(Collected data)
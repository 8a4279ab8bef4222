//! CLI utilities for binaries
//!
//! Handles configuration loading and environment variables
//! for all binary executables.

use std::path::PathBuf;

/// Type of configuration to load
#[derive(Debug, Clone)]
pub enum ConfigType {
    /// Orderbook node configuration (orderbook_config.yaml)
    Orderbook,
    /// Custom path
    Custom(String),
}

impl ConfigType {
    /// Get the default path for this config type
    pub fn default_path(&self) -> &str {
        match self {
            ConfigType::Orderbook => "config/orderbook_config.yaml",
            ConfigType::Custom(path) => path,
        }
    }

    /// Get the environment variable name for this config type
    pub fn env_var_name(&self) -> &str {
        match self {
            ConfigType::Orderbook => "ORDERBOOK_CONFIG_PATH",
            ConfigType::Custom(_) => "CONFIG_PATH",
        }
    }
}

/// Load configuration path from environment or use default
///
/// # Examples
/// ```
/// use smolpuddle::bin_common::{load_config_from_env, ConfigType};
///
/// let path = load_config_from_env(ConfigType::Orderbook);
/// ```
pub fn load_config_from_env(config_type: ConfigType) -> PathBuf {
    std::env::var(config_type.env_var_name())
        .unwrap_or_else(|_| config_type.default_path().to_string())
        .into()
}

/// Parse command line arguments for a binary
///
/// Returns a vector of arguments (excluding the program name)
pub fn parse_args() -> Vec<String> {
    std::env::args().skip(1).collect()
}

...

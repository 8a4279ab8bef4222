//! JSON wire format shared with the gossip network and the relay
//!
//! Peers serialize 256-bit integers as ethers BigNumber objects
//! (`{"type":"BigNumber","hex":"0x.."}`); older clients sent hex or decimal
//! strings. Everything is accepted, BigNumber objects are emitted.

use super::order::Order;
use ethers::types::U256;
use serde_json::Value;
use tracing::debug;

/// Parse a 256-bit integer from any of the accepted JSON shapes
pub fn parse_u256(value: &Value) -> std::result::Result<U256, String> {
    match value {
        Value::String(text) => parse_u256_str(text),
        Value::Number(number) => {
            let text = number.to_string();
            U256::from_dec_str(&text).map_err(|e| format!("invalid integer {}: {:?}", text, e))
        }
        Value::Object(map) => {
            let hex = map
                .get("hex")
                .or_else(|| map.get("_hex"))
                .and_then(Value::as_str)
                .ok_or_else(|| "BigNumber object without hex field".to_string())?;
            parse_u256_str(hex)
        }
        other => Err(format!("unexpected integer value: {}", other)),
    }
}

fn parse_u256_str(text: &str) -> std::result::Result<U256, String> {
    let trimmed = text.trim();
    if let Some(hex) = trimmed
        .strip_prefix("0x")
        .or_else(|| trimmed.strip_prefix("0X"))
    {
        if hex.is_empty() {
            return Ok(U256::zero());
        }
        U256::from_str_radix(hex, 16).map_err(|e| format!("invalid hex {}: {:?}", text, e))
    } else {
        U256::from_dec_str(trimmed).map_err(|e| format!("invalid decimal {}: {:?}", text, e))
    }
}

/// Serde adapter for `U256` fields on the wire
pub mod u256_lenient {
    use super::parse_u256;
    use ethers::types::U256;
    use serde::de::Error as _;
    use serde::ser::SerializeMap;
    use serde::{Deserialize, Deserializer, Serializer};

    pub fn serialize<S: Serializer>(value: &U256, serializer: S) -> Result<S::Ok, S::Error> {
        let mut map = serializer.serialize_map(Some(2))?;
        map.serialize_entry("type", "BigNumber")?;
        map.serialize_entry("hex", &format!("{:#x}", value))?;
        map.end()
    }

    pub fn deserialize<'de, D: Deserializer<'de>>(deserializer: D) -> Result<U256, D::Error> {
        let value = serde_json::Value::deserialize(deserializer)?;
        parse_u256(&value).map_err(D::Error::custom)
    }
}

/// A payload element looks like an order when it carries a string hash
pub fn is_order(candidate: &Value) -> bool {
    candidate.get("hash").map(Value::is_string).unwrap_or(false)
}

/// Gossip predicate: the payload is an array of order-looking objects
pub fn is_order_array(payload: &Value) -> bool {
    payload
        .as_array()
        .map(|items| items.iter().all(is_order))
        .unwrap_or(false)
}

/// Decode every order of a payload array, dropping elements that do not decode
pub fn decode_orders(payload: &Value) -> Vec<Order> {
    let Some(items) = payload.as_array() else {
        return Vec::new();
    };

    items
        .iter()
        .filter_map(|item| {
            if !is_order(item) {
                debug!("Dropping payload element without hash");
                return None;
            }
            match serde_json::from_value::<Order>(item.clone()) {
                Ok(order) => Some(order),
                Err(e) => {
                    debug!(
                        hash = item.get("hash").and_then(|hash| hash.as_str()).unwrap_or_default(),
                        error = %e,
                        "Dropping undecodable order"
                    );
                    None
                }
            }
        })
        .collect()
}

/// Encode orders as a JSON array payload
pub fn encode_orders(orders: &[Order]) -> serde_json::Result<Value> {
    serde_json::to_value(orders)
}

## What you are asked to do
Each line of the data that includes "Result" should be copied.

## Problem solution
pub fn parse_u256(value: &Value) -> std::result::Result<U256, String> {
fn parse_u256_str(text: &str) -> std::result::Result<U256, String> {
    pub fn serialize<S: Serializer>(value: &U256, serializer: S) -> Result<S::Ok, S::Error> {
    pub fn deserialize<'de, D: Deserializer<'de>>(deserializer: D) -> Result<U256, D::Error> {
pub fn encode_orders(orders: &[Order]) -> serde_json::Result<Value> {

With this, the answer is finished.